Best practices to reduce your involuntary turnover rate
We’ve already looked at the organisational impacts of involuntary turnover, but how do you work to mitigate risk? There are a number of best practices and strategies to decrease involuntary turnover in your business.
Provide clear expectations from the beginning
This means communicating with employees early on, particularly through an effective onboarding process, to ensure that they know exactly what their performance expectations are. This prevents low productivity and performance issues down the line as a result of confusion around goals and KPIs.
Offer opportunities for growth and development
Providing good L&D programs to employees can reduce turnover in general, with 94% of employees choosing to stay with companies longer if given training. When professional development training is effective (that is, aligned with business priorities, job-specific and equipping employees with the knowledge and capabilities they need to carry out their job roles), they’ll be able to meet performance targets, decreasing involuntary turnover.

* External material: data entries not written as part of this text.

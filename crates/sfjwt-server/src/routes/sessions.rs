//! Per-session flow endpoints.
//!
//! A session holds the last signing form, the signed assertion and the access
//! token from a successful exchange, so a client can walk the flow step by
//! step without resending earlier results.

use axum::{
    Json,
    extract::{Path, State},
    http::StatusCode,
};
use chrono::{DateTime, Utc};
use serde::{Deserialize, Serialize};
use sfjwt_oauth::{QueryRequest, TokenExchangeRequest, TokenExchangeResult, sign_assertion};
use sfjwt_session::{JwtFormData, SessionState};
use tracing::{info, warn};
use uuid::Uuid;

use super::Relayed;
use super::jwt::{SignRequest, SignResponse};
use crate::error::{Result, ServerError};
use crate::extract::JsonBody;
use crate::state::AppState;

// ─────────────────────────────────────────────────────────────────────────────
// Types
// ─────────────────────────────────────────────────────────────────────────────

#[derive(Debug, Serialize, Deserialize)]
pub struct CreateSessionResponse {
    pub session_id: Uuid,
}

/// Session contents as shown to clients. The access token is never echoed.
#[derive(Debug, Serialize, Deserialize)]
pub struct SessionSnapshot {
    pub session_id: Uuid,
    pub jwt_form: Option<JwtFormData>,
    pub jwt_token: Option<String>,
    pub has_access_token: bool,
    pub instance_url: Option<String>,
    pub created_at: DateTime<Utc>,
    pub updated_at: DateTime<Utc>,
}

impl SessionSnapshot {
    fn new(session_id: Uuid, state: &SessionState) -> Self {
        Self {
            session_id,
            jwt_form: state.jwt_form().cloned(),
            jwt_token: state.jwt_token().map(str::to_string),
            has_access_token: state.access_token().is_some(),
            instance_url: state.instance_url().map(str::to_string),
            created_at: state.created_at(),
            updated_at: state.updated_at(),
        }
    }
}

#[derive(Debug, Default, Serialize, Deserialize)]
pub struct SessionQueryRequest {
    #[serde(default)]
    pub query: Option<String>,
}

fn parse_session_id(raw: &str) -> Result<Uuid> {
    Uuid::parse_str(raw).map_err(|_| ServerError::InvalidSessionId(raw.to_string()))
}

// ─────────────────────────────────────────────────────────────────────────────
// Handlers
// ─────────────────────────────────────────────────────────────────────────────

/// `POST /api/sessions`
pub async fn create_session_handler(
    State(state): State<AppState>,
) -> (StatusCode, Json<CreateSessionResponse>) {
    let session_id = state.sessions.create(SessionState::new()).await;
    info!(session_id = %session_id, "Session created");
    (StatusCode::CREATED, Json(CreateSessionResponse { session_id }))
}

/// `GET /api/sessions/{id}`
pub async fn get_session_handler(
    State(state): State<AppState>,
    Path(raw_id): Path<String>,
) -> Result<Json<SessionSnapshot>> {
    let id = parse_session_id(&raw_id)?;
    let session = state.sessions.get(&id).await?;
    Ok(Json(SessionSnapshot::new(id, &session)))
}

/// `DELETE /api/sessions/{id}`
pub async fn delete_session_handler(
    State(state): State<AppState>,
    Path(raw_id): Path<String>,
) -> Result<StatusCode> {
    let id = parse_session_id(&raw_id)?;
    state.sessions.with_mut(&id, SessionState::clear).await?;
    state.sessions.remove(&id).await;
    info!(session_id = %id, "Session deleted");
    Ok(StatusCode::NO_CONTENT)
}

/// `POST /api/sessions/{id}/jwt`
///
/// Signs like `/api/jwt`, then stores the form (without the key) and token.
pub async fn session_jwt_handler(
    State(state): State<AppState>,
    Path(raw_id): Path<String>,
    JsonBody(request): JsonBody<SignRequest>,
) -> Result<Json<SignResponse>> {
    let id = parse_session_id(&raw_id)?;
    state.sessions.get(&id).await?;

    let params = request.into_params(&state.config)?;
    let signed = sign_assertion(&params)?;
    let form = JwtFormData::from_params(&params);

    state
        .sessions
        .with_mut(&id, |session| session.set_jwt(form, &signed))
        .await?;

    info!(session_id = %id, algorithm = %signed.algorithm, "Session JWT signed");
    Ok(Json(signed.into()))
}

/// `POST /api/sessions/{id}/exchange`
///
/// Exchanges the stored assertion. The audience comes from the stored form,
/// else the configured default. A successful grant is stored in the session.
pub async fn session_exchange_handler(
    State(state): State<AppState>,
    Path(raw_id): Path<String>,
) -> Result<Relayed> {
    let id = parse_session_id(&raw_id)?;
    let session = state.sessions.get(&id).await?;

    let audience = session
        .jwt_form()
        .map(|form| form.audience.clone())
        .unwrap_or_else(|| state.config.default_audience.clone());
    let request = TokenExchangeRequest {
        jwt: session.jwt_token().map(str::to_string),
        audience: Some(audience),
    };

    let response = state.relay.exchange_token(&request).await?;

    if let TokenExchangeResult::Success(grant) = TokenExchangeResult::from_response(&response) {
        let instance_url = grant.instance_url.clone();
        let stored = state
            .sessions
            .with_mut(&id, |session| {
                session.set_access(grant.access_token, grant.instance_url)
            })
            .await;
        match stored {
            Ok(()) => info!(session_id = %id, instance_url = %instance_url, "Session authenticated"),
            Err(e) => warn!(session_id = %id, error = %e, "Session gone before grant was stored"),
        }
    }

    Ok(Relayed(response))
}

/// `POST /api/sessions/{id}/query`
pub async fn session_query_handler(
    State(state): State<AppState>,
    Path(raw_id): Path<String>,
    JsonBody(body): JsonBody<SessionQueryRequest>,
) -> Result<Relayed> {
    let id = parse_session_id(&raw_id)?;
    let session = state.sessions.get(&id).await?;

    let request = QueryRequest {
        query: body.query,
        access_token: session.access_token().map(str::to_string),
        instance_url: session.instance_url().map(str::to_string),
    };

    let response = state.relay.query(&request).await?;
    Ok(Relayed(response))
}

#[cfg(test)]
mod tests {
    use super::*;

    #[test]
    fn test_parse_session_id() {
        let id = Uuid::new_v4();
        assert_eq!(parse_session_id(&id.to_string()).unwrap(), id);

        let err = parse_session_id("not-a-uuid").unwrap_err();
        assert_eq!(err.code(), "invalid_session_id");
    }

    #[test]
    fn test_snapshot_hides_access_token() {
        let mut state = SessionState::new();
        state.set_access("SECRET", "https://org.my.salesforce.com");

        let snapshot = SessionSnapshot::new(Uuid::new_v4(), &state);
        let rendered = serde_json::to_string(&snapshot).unwrap();

        assert!(snapshot.has_access_token);
        assert!(!rendered.contains("SECRET"));
        assert!(rendered.contains("https://org.my.salesforce.com"));
    }
}
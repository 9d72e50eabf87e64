//! Error types for the server.
//!
//! Every error renders as `{error, error_description}`. Provider errors are
//! not represented here: they are relayed with the provider's own status and
//! body.

use axum::{
    Json,
    extract::rejection::BytesRejection,
    http::{StatusCode, header},
    response::{IntoResponse, Response},
};
use serde::{Deserialize, Serialize};
use sfjwt_oauth::OAuthError;
use thiserror::Error;

/// Server error type.
#[derive(Debug, Error)]
pub enum ServerError {
    /// Input validation or a local signing/transport failure.
    #[error(transparent)]
    OAuth(#[from] OAuthError),

    /// No live session with this id.
    #[error("Session not found: {0}")]
    SessionNotFound(String),

    /// Path segment is not a session id.
    #[error("Invalid session id: {0}")]
    InvalidSessionId(String),

    #[error("Request body exceeds the configured limit")]
    PayloadTooLarge,

    #[error("Rate limit exceeded")]
    RateLimitExceeded { retry_after_secs: u64 },

    /// Internal server error.
    #[error("Internal error: {0}")]
    Internal(String),

    /// Configuration error.
    #[error("Configuration error: {0}")]
    Config(String),
}

impl From<sfjwt_session::Error> for ServerError {
    fn from(e: sfjwt_session::Error) -> Self {
        ServerError::SessionNotFound(e.session_id().to_string())
    }
}

impl From<BytesRejection> for ServerError {
    fn from(rejection: BytesRejection) -> Self {
        if rejection.status() == StatusCode::PAYLOAD_TOO_LARGE {
            ServerError::PayloadTooLarge
        } else {
            ServerError::Internal(rejection.body_text())
        }
    }
}

/// Result type for server operations.
pub type Result<T> = std::result::Result<T, ServerError>;

/// Error response body.
#[derive(Debug, Serialize, Deserialize)]
pub struct ErrorResponse {
    /// Stable machine-readable tag.
    pub error: String,
    pub error_description: String,
}

impl ServerError {
    pub fn status(&self) -> StatusCode {
        match self {
            ServerError::OAuth(e) if e.is_local_failure() => StatusCode::INTERNAL_SERVER_ERROR,
            ServerError::OAuth(_) => StatusCode::BAD_REQUEST,
            ServerError::SessionNotFound(_) => StatusCode::NOT_FOUND,
            ServerError::InvalidSessionId(_) => StatusCode::BAD_REQUEST,
            ServerError::PayloadTooLarge => StatusCode::PAYLOAD_TOO_LARGE,
            ServerError::RateLimitExceeded { .. } => StatusCode::TOO_MANY_REQUESTS,
            ServerError::Internal(_) | ServerError::Config(_) => {
                StatusCode::INTERNAL_SERVER_ERROR
            }
        }
    }

    pub fn code(&self) -> &'static str {
        match self {
            ServerError::OAuth(e) => e.code(),
            ServerError::SessionNotFound(_) => "session_not_found",
            ServerError::InvalidSessionId(_) => "invalid_session_id",
            ServerError::PayloadTooLarge => "payload_too_large",
            ServerError::RateLimitExceeded { .. } => "rate_limit_exceeded",
            ServerError::Internal(_) | ServerError::Config(_) => "internal_error",
        }
    }
}

impl IntoResponse for ServerError {
    fn into_response(self) -> Response {
        let status = self.status();
        let code = self.code();
        let description = match &self {
            ServerError::OAuth(e) => e.to_string(),
            other => other.to_string(),
        };

        if status.is_server_error() {
            tracing::error!(status = %status, code, error = %description, "Server error");
        } else {
            tracing::warn!(status = %status, code, error = %description, "Client error");
        }

        let body = Json(ErrorResponse {
            error: code.to_string(),
            error_description: description,
        });

        match self {
            ServerError::RateLimitExceeded { retry_after_secs } => (
                status,
                [(header::RETRY_AFTER, retry_after_secs.to_string())],
                body,
            )
                .into_response(),
            _ => (status, body).into_response(),
        }
    }
}
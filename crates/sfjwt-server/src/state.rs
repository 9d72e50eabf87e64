//! Application state shared across handlers.

use std::sync::Arc;

use sfjwt_config::SfjwtConfig;
use sfjwt_oauth::{Relay, RelayConfig};
use sfjwt_session::{CacheConfig, SessionCache, SessionState};

use crate::config::ServerConfig;
use crate::error::{Result, ServerError};
use crate::middleware::{SharedRateLimiter, create_rate_limiter};

/// Per-session flow store.
pub type SessionStore = SessionCache<SessionState>;

/// Application state shared across all handlers.
#[derive(Clone)]
pub struct AppState {
    /// Server configuration.
    pub config: Arc<ServerConfig>,

    /// Upstream relay client.
    pub relay: Arc<Relay>,

    /// Per-session flow state.
    pub sessions: SessionStore,

    /// Global limiter, present when rate limiting is enabled.
    pub limiter: Option<SharedRateLimiter>,
}

impl AppState {
    pub fn new(config: ServerConfig, relay: Relay, sessions: CacheConfig) -> Self {
        let limiter = (config.rate_limiting && config.api_rpm > 0)
            .then(|| create_rate_limiter(config.api_rpm));
        Self {
            config: Arc::new(config),
            relay: Arc::new(relay),
            sessions: SessionCache::new(sessions),
            limiter,
        }
    }

    /// Build everything from the loaded file configuration.
    pub fn from_config(file: &SfjwtConfig) -> Result<Self> {
        let config = ServerConfig::from_config(file)?;
        let relay = relay_from_config(file)?;
        Ok(Self::new(config, relay, cache_config(file)))
    }

    /// Same as [`from_config`](Self::from_config) with a replacement server config.
    pub fn with_server_config(file: &SfjwtConfig, config: ServerConfig) -> Result<Self> {
        let relay = relay_from_config(file)?;
        Ok(Self::new(config, relay, cache_config(file)))
    }
}

fn relay_from_config(file: &SfjwtConfig) -> Result<Relay> {
    let salesforce = file.salesforce();
    let relay_config = RelayConfig::default()
        .with_api_version(salesforce.api_version.clone())
        .with_timeout(salesforce.timeout());
    Relay::with_config(relay_config).map_err(|e| ServerError::Config(e.to_string()))
}

fn cache_config(file: &SfjwtConfig) -> CacheConfig {
    let session = file.session();
    let config = CacheConfig::new().with_max_sessions(session.max_sessions);
    match session.ttl() {
        Some(ttl) => config.with_ttl(ttl),
        None => config.without_ttl(),
    }
}

#[cfg(test)]
mod tests {
    use super::*;
    use std::time::Duration;

    #[test]
    fn test_from_config() {
        let file = SfjwtConfig::from_toml(
            "[salesforce]\napi_version = \"v59.0\"\ntimeout_secs = 5\n[session]\nmax_sessions = 3\nttl_secs = 0\n",
        )
        .unwrap();
        let state = AppState::from_config(&file).unwrap();

        assert_eq!(state.relay.config().api_version, "v59.0");
        assert_eq!(state.relay.config().timeout, Duration::from_secs(5));
        assert_eq!(state.sessions.config().max_sessions, 3);
        assert!(state.sessions.config().ttl.is_none());
        assert!(state.limiter.is_some());
    }

    #[test]
    fn test_no_limiter_when_disabled() {
        let state = AppState::new(
            ServerConfig::new().with_rate_limiting(false),
            Relay::new().unwrap(),
            CacheConfig::default(),
        );
        assert!(state.limiter.is_none());
    }
}
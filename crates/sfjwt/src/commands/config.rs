//! Config command - configuration management.

use anyhow::Result;
use clap::{Args, Subcommand};
use console::Style;
use serde::Serialize;

use super::Context;

/// Arguments for the config command.
#[derive(Args, Debug)]
pub struct ConfigArgs {
    #[command(subcommand)]
    pub command: ConfigCommand,
}

#[derive(Subcommand, Debug)]
pub enum ConfigCommand {
    /// Show the merged configuration and the files it came from
    Show,

    /// Show which config files are searched and which were loaded
    Which,

    /// Initialize a config file with defaults
    Init {
        /// Create project-local config (./sfjwt.toml) instead of user config
        #[arg(long)]
        local: bool,
    },

    /// Show configuration file path
    Path,
}

/// Run the config command.
pub async fn run(args: ConfigArgs, ctx: &Context) -> Result<()> {
    match args.command {
        ConfigCommand::Show => cmd_show(ctx),
        ConfigCommand::Which => cmd_which(ctx),
        ConfigCommand::Init { local } => cmd_init(local),
        ConfigCommand::Path => cmd_path(),
    }
}

#[derive(Serialize)]
struct ShowOutput<'a> {
    sources: Vec<String>,
    warnings: &'a [String],
    config: sfjwt_config::SfjwtConfig,
}

fn cmd_show(ctx: &Context) -> Result<()> {
    let loaded = &ctx.loaded;
    let effective = loaded.config.effective();

    if ctx.json_output {
        let output = ShowOutput {
            sources: loaded
                .loaded_from()
                .iter()
                .map(|p| p.display().to_string())
                .collect(),
            warnings: &loaded.warnings,
            config: effective,
        };
        println!("{}", serde_json::to_string_pretty(&output)?);
        return Ok(());
    }

    let dim = Style::new().dim();
    let sources = loaded.loaded_from();
    if sources.is_empty() {
        println!("{}", dim.apply_to("# No config files loaded (using defaults)"));
    } else {
        for source in &sources {
            println!("{} {}", dim.apply_to("# loaded:"), source.display());
        }
    }
    for warning in &loaded.warnings {
        println!("{} {}", Style::new().yellow().apply_to("# warning:"), warning);
    }
    println!();
    print!("{}", effective.to_toml()?);

    Ok(())
}

fn cmd_which(ctx: &Context) -> Result<()> {
    println!("Config file search order (later overrides earlier):\n");
    for source in &ctx.loaded.sources {
        let status = if source.loaded {
            Style::new().green().apply_to("✓ loaded")
        } else {
            Style::new().dim().apply_to("· not found")
        };
        println!("  {} {}", status, source.path.display());
    }
    println!();

    let loaded_count = ctx.loaded.loaded_from().len();
    if loaded_count == 0 {
        println!("No config files found. Run 'sfjwt config init' to create one.");
    } else {
        println!("{} config file(s) loaded.", loaded_count);
    }
    Ok(())
}

const TEMPLATE: &str = r#"# sfjwt configuration

[server]
bind = "127.0.0.1"
port = 8080
# rate_limiting = true
# api_rpm = 120
# cors_origins = ["http://localhost:3000"]

[salesforce]
default_audience = "https://login.salesforce.com"
# api_version = "v60.0"
# timeout_secs = 30

[signing]
default_expiration_secs = 3600
allowed_algorithms = ["RS256"]

# [session]
# max_sessions = 1000
# ttl_secs = 3600
"#;

fn cmd_init(local: bool) -> Result<()> {
    let path = if local {
        std::path::PathBuf::from("sfjwt.toml")
    } else {
        let dir = sfjwt_config::xdg_config_dir()
            .ok_or_else(|| anyhow::anyhow!("Could not determine config directory"))?;
        std::fs::create_dir_all(&dir)?;
        dir.join("config.toml")
    };

    if path.exists() {
        println!("Config file already exists: {}", path.display());
        return Ok(());
    }

    std::fs::write(&path, TEMPLATE)?;
    println!("✓ Created config file: {}", path.display());
    Ok(())
}

fn cmd_path() -> Result<()> {
    let path = sfjwt_config::xdg_config_path()
        .ok_or_else(|| anyhow::anyhow!("Could not determine config directory"))?;
    println!("{}", path.display());
    Ok(())
}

Regularly review performance
Waiting until performance issues are untenable isn’t going to help the employee or your organisation. Instead, addressing the problems with performance as quickly as possible gives employees a chance to improve—it’s just good performance management. You can stay on top of this by conducting regular performance evaluations, providing a performance improvement plan where necessary, and giving regular feedback and coaching to help a struggling employee.
This is why we’ve pioneered the first performance learning management system (PLMS) here at Acorn. A PLMS is the only learning platform that actually links learning to performance, guiding learners step-by-step to master the role-specific capabilities that will accelerate organisational performance. It presents contextual learning opportunities for employees that empowers them to grow and excel in ways that positively impact business outcomes.
Build a positive work environment
This is another one that affects both voluntary and involuntary turnover. It can encapsulate many factors, including inclusivity, company culture, work-life balance, and even a continuous learning culture in the workplace. The more positive the work environment, the more likely it is that employees will be engaged, and the more likely you are to see performance improve. You can do this by providing flexible work arrangements as well as regular support and feedback.
Optimise hiring and recruitment
Capability modelling can come in handy here, highlighting the key capabilities needed to fill and perform specific roles. You can use this to find candidates who best fit the job description, allowing for faster time to proficiency and reducing the risk of performance-related issues.
Use exit interviews to understand the cause
If involuntary turnover has to go ahead, your exit interviews should be used as a learning experience. They’re a chance for you to find out why it came to this. Perhaps an employee felt their performance wasn’t up to scratch because of inadequate training programs, or perhaps they were burned out from the company’s culture. These are the underlying factors you can work to improve to reduce risk of involuntary separations in the future.
Involuntary turnover is an HR metric that, when paired with other metrics, can be used to evaluate the health of your organisation. It reveals the rate at which involuntary turnover occurs in your organisation as a jumping-off point for understanding the underlying factors affecting business health.
When you understand what those underlying factors are that affect your involuntary turnover, you can work towards addressing them, improving organisational health, performance, and your bottom line.